However, existing literature has suggested that woman may be deeply affected by the father they knew as a child. Sophie Freud (1988), in a text that highlighted the identity struggles faced by postmodern women, dedicated an entire chapter to the pain experienced by a woman when she feels abandoned by her father because she is no longer his "little princess," his admiring disciple or his little angel. The literature has suggested that most women, by simply growing up, experience the loss of their fathers' love; for even in the best of circumstances, men find it difficult to relate to their adult daughter in the same manner that they related when she was a little-girl (Freud, 1988; Secunda, 1992).

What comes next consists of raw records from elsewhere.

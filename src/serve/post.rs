// Copyright 2026 the gentsuki-dojo authors
//
// Licensed under the Apache License, Version 2.0 (the "License");
// you may not use this file except in compliance with the License.
// You may obtain a copy of the License at
//
//     http://www.apache.org/licenses/LICENSE-2.0
//
// Unless required by applicable law or agreed to in writing, software
// distributed under the License is distributed on an "AS IS" BASIS,
// WITHOUT WARRANTIES OR CONDITIONS OF ANY KIND, either express or implied.
// See the License for the specific language governing permissions and
// limitations under the License.

use axum::Form;
use axum::extract::State;
use axum::response::Redirect;
use serde::Deserialize;

use crate::provider::QuestionProvider;
use crate::serve::state::ServerState;
use crate::session::Advanced;
use crate::session::Generation;

/// Question count used when the form somehow omits one.
const DEFAULT_COUNT: usize = 10;

#[derive(Debug, Deserialize)]
enum Action {
    Start,
    AnswerTrue,
    AnswerFalse,
    Next,
    Retry,
}

#[derive(Deserialize)]
pub struct FormData {
    action: Action,
    count: Option<usize>,
}

pub async fn post_handler<P: QuestionProvider>(
    State(state): State<ServerState<P>>,
    Form(form): Form<FormData>,
) -> Redirect {
    match form.action {
        Action::Start => {
            let count = form.count.unwrap_or(DEFAULT_COUNT);
            let begun = {
                let mut session = state.session.lock().unwrap();
                session.begin(count)
            };
            match begun {
                Ok(generation) => spawn_question_fetch(&state, generation, count),
                Err(e) => log::error!("start rejected: {e}"),
            }
        }
        Action::AnswerTrue | Action::AnswerFalse => {
            let user_answer = matches!(form.action, Action::AnswerTrue);
            let mut session = state.session.lock().unwrap();
            if let Err(e) = session.answer(user_answer) {
                log::error!("answer rejected: {e}");
            }
        }
        Action::Next => {
            let advanced = {
                let mut session = state.session.lock().unwrap();
                let advanced = session.advance();
                advanced.map(|a| (a, session.generation()))
            };
            match advanced {
                Ok((Advanced::Finished { score, total }, generation)) => {
                    spawn_encouragement_fetch(&state, generation, score, total);
                }
                Ok((Advanced::Next, _)) => {}
                Err(e) => log::error!("advance rejected: {e}"),
            }
        }
        Action::Retry => {
            state.session.lock().unwrap().reset();
        }
    }
    Redirect::to("/")
}

fn spawn_question_fetch<P: QuestionProvider>(
    state: &ServerState<P>,
    generation: Generation,
    count: usize,
) {
    let state = state.clone();
    tokio::spawn(async move {
        let questions = state.provider.fetch_questions(count).await;
        let resolution = state
            .session
            .lock()
            .unwrap()
            .resolve_questions(generation, questions);
        log::debug!("question fetch resolved: {resolution:?}");
    });
}

fn spawn_encouragement_fetch<P: QuestionProvider>(
    state: &ServerState<P>,
    generation: Generation,
    score: usize,
    total: usize,
) {
    let state = state.clone();
    tokio::spawn(async move {
        let message = state.provider.fetch_encouragement(score, total).await;
        let applied = state
            .session
            .lock()
            .unwrap()
            .attach_message(generation, message);
        if !applied {
            log::debug!("discarding a stale encouragement message");
        }
    });
}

In a comprehensive text that discussed various father-daughter relationships, Secunda (1992) described a woman's. father as her "first love," regardless of her experience with her father. If theorists are correct, it may be assumed that the father-daughter relationship has the potential to shape interaction patterns that surface as women enter into adult college relationships. For example, if a college woman has learned patterns of relating through a father that have infantalized and weakened her, college life could be problematic; assertiveness issues often surface in the college classroom where male and female students struggle to find their own voices (Johnson, 1997; Lecompte, 1986; Lopez, Melendez, Sauer, Berger & Wyssmann, 1998).

Although there is an agreement in the literature that father-daughter relationships take many forms of interaction, a...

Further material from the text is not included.